The generative model was pre-trained using the ChEMBL dataset24, which consists of ~2 million bioactive molecules. Notably, every molecule from ChEMBL has reported experimental bioactivity for at least one protein target. The pretraining step teaches the generative model to fit the distribution of molecules from the training data. Once pre-trained, the generative network is used to sample new molecules from this distribution. Thus, we can assume that pretraining on a dataset of bioactive molecules such as ChEMBL ensures that the generative model will be capable of sampling bioactive-like molecules. This feature is essential to us since our ultimate goal is to produce active molecules to inhibit EGFR.

Activity data and predictive model

The predictive model was trained on historical experimental data of activities for EGFR extracted from ChEMBL. The EGFR training dataset includes bioactivities extracted from ChEMBL 25 (Target ID CHEMBL203). We considered only pChEMBL activities with a confidence score of 8 or greater for “binding” or “functional” human EGFR assays. Replicate compounds with bioactivity differences larger than one unit on a log scale were excluded. For similar replicate measurements, a single representative assay value was selected for inclusion in the training dataset. Activity values were binarized according to the 1 μM cutoff. Chemical data were processed using OpenEye chemistry toolkit46. Standardizer was used for structure canonicalization, JChem 18.2, 2018, ChemAxon (http://www.chemaxon.com). The dataset was curated according to a well-known protocol47.

For the predictive model, we used an ensemble of five random forest (RF) classifiers. For features, we used 2048-bit ECFP fingerprints as implemented in RDKit (https://www.rdkit.org/). We trained five random forest models on a cross-validated dataset to solve a binary classification problem.

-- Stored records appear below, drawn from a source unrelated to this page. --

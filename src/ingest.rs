//! Ingestion pipeline.
//!
//! load documents → chunk each page → embed in batches → write a fresh
//! index. The index metadata is written last, so an interrupted run leaves
//! an index that serving refuses to open.

use std::path::PathBuf;

use crate::chunk::chunk_document;
use crate::config::Config;
use crate::embedding::{self, EmbeddingProvider};
use crate::error::IngestError;
use crate::index::{IndexMeta, SqliteIndex};
use crate::loader::{load_documents, LoadedDocuments};
use crate::models::Chunk;

/// Counts reported at the end of a run.
#[derive(Debug, Clone, PartialEq)]
pub struct IngestReport {
    pub documents: usize,
    pub pages: usize,
    pub chunks: usize,
    pub skipped: usize,
    /// `provider/model/dims`, or `None` for a dry run.
    pub embedding: Option<String>,
    pub index_path: PathBuf,
}

/// Chunk, embed and persist already-loaded documents into a new index.
pub async fn build_index(
    config: &Config,
    loaded: &LoadedDocuments,
    embedder: &dyn EmbeddingProvider,
) -> Result<IngestReport, IngestError> {
    let max_tokens = config.chunking.max_tokens;
    let overlap = config.chunking.overlap_tokens;
    let batch_size = config.embedding.batch_size.max(1);

    let index = SqliteIndex::create(&config.storage.dir)
        .await
        .map_err(IngestError::Storage)?;

    let mut chunks_written = 0;
    for doc in &loaded.documents {
        index
            .insert_document(doc)
            .await
            .map_err(IngestError::Storage)?;

        let chunks = chunk_document(doc, max_tokens, overlap);
        for batch in chunks.chunks(batch_size) {
            let vectors = embed_batch(embedder, batch).await?;
            index
                .insert_chunks(batch, &vectors)
                .await
                .map_err(IngestError::Storage)?;
        }
        tracing::info!("indexed {} ({} chunks)", doc.relative_path, chunks.len());
        chunks_written += chunks.len();
    }

    index
        .write_meta(&IndexMeta::new(embedder, &config.chunking))
        .await
        .map_err(IngestError::Storage)?;
    let index_path = index.path().to_path_buf();
    index.close().await;

    Ok(IngestReport {
        documents: loaded.documents.len(),
        pages: loaded.page_count(),
        chunks: chunks_written,
        skipped: loaded.skipped.len(),
        embedding: Some(embedding::signature(embedder)),
        index_path,
    })
}

async fn embed_batch(
    embedder: &dyn EmbeddingProvider,
    batch: &[Chunk],
) -> Result<Vec<Vec<f32>>, IngestError> {
    let texts: Vec<String> = batch.iter().map(|c| c.text.clone()).collect();
    embedder.embed(&texts).await.map_err(IngestError::Embedding)
}

/// Load and count without embedding or writing anything.
pub fn plan_ingest(config: &Config) -> Result<IngestReport, IngestError> {
    let loaded = load_documents(&config.ingest)?;
    let chunks = loaded
        .documents
        .iter()
        .map(|d| {
            chunk_document(d, config.chunking.max_tokens, config.chunking.overlap_tokens).len()
        })
        .sum();
    Ok(IngestReport {
        documents: loaded.documents.len(),
        pages: loaded.page_count(),
        chunks,
        skipped: loaded.skipped.len(),
        embedding: None,
        index_path: config.storage.index_path(),
    })
}

/// `ragchat ingest`: build the index from `ingest.data_dir` and print a summary.
pub async fn run_ingest(config: &Config, dry_run: bool) -> Result<IngestReport, IngestError> {
    if dry_run {
        let report = plan_ingest(config)?;
        println!("ingest {} (dry-run)", config.ingest.data_dir.display());
        println!("  documents: {}", report.documents);
        println!("  pages: {}", report.pages);
        println!("  estimated chunks: {}", report.chunks);
        if report.skipped > 0 {
            println!("  skipped files: {}", report.skipped);
        }
        return Ok(report);
    }

    let loaded = load_documents(&config.ingest)?;
    let embedder =
        embedding::create_provider(&config.embedding).map_err(IngestError::InvalidConfig)?;
    tracing::info!(
        "embedding {} documents with {}",
        loaded.documents.len(),
        embedding::signature(embedder.as_ref())
    );
    let report = build_index(config, &loaded, embedder.as_ref()).await?;

    println!("ingest {}", config.ingest.data_dir.display());
    println!("  documents: {}", report.documents);
    println!("  pages: {}", report.pages);
    println!("  chunks: {}", report.chunks);
    if report.skipped > 0 {
        println!("  skipped files: {}", report.skipped);
    }
    if let Some(sig) = &report.embedding {
        println!("  embedding: {}", sig);
    }
    println!("  index: {}", report.index_path.display());
    println!("ok");
    Ok(report)
}

#[cfg(test)]
mod tests {
    use super::*;
    use crate::index::VectorSearch;
    use async_trait::async_trait;

    struct LengthEmbedder {
        fail: bool,
    }

    #[async_trait]
    impl EmbeddingProvider for LengthEmbedder {
        fn provider_name(&self) -> &str {
            "test"
        }
        fn model_name(&self) -> &str {
            "length"
        }
        fn dims(&self) -> usize {
            2
        }
        async fn embed(&self, texts: &[String]) -> anyhow::Result<Vec<Vec<f32>>> {
            if self.fail {
                anyhow::bail!("model unavailable");
            }
            Ok(texts
                .iter()
                .map(|t| vec![1.0, t.len() as f32 / 100.0])
                .collect())
        }
    }

    fn config_in(root: &std::path::Path) -> Config {
        let mut config = Config::default();
        config.ingest.data_dir = root.join("data");
        config.storage.dir = root.join("storage");
        config.embedding.batch_size = 1;
        std::fs::create_dir_all(&config.ingest.data_dir).unwrap();
        std::fs::write(config.ingest.data_dir.join("a.txt"), "alpha\n\nbeta").unwrap();
        std::fs::write(config.ingest.data_dir.join("b.md"), "gamma").unwrap();
        config
    }

    #[tokio::test]
    async fn test_build_index_writes_every_chunk() {
        let tmp = tempfile::tempdir().unwrap();
        let config = config_in(tmp.path());
        let loaded = load_documents(&config.ingest).unwrap();

        let report = build_index(&config, &loaded, &LengthEmbedder { fail: false })
            .await
            .unwrap();
        assert_eq!(report.documents, 2);
        assert_eq!(report.chunks, 2);
        assert_eq!(report.embedding.as_deref(), Some("test/length/2"));

        let index = SqliteIndex::open(&config.storage.dir).await.unwrap();
        assert_eq!(index.stats().await.unwrap().vectors, 2);
        assert_eq!(index.search(&[1.0, 0.0], 5).await.unwrap().len(), 2);
    }

    #[tokio::test]
    async fn test_embedding_failure_aborts_without_meta() {
        let tmp = tempfile::tempdir().unwrap();
        let config = config_in(tmp.path());
        let loaded = load_documents(&config.ingest).unwrap();

        let err = build_index(&config, &loaded, &LengthEmbedder { fail: true })
            .await
            .unwrap_err();
        assert!(matches!(err, IngestError::Embedding(_)));

        let index = SqliteIndex::open(&config.storage.dir).await.unwrap();
        assert!(index.meta().await.is_err());
    }

    #[test]
    fn test_plan_counts_without_writing() {
        let tmp = tempfile::tempdir().unwrap();
        let config = config_in(tmp.path());
        let report = plan_ingest(&config).unwrap();
        assert_eq!(report.documents, 2);
        assert_eq!(report.pages, 2);
        assert_eq!(report.chunks, 2);
        assert!(report.embedding.is_none());
        assert!(!config.storage.dir.exists());
    }
}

Each model in the ensemble returns the probability of class “active” for an input molecule. The resulting ensemble prediction is obtained by averaging predictions of all models in the ensemble.

An interesting observation about this dataset is the presence of a privileged scaffold. Around 50% of molecules that fall into active class after binarization contain quinazoline chemotype48,49, a known hinge binder in kinase inhibitors50. From the crystal structures of know EGFR inhibitors, it is known that hydrophobic residues surround quinazoline ring. The aniline group substituted at the 4th position of quinazoline ring and itself quinazoline ring of drugs like gefitinib and erlotinib are bounded by the hydrophobic pocket51,52. With such a 4-anilinoquinazoline prevalence, we expect to see a bias in the predictive model’s predictions towards this specific chemotype.

Experimental validation

Compounds that emerged as computational hits were purchased from Enamine (https://www.enaminestore.com/) and resuspended in 100% DMSO at 10 mM concentration. In vitro experiments were performed at Reaction Biology (https://www.reactionbiology.com/) using a radioactive assay based on the transfer of 33P-labeled phosphate from ATP to the kinase substrate53. The HotSpotSM assay utilizes a miniaturized filter binding, where reaction mixtures are spotted onto filter papers. Then reaction mixture binds the radioisotope-labeled catalytic product. Unreacted phosphate is removed via washing of the filter papers. All reactions were carried out at 10 μM ATP concentrations.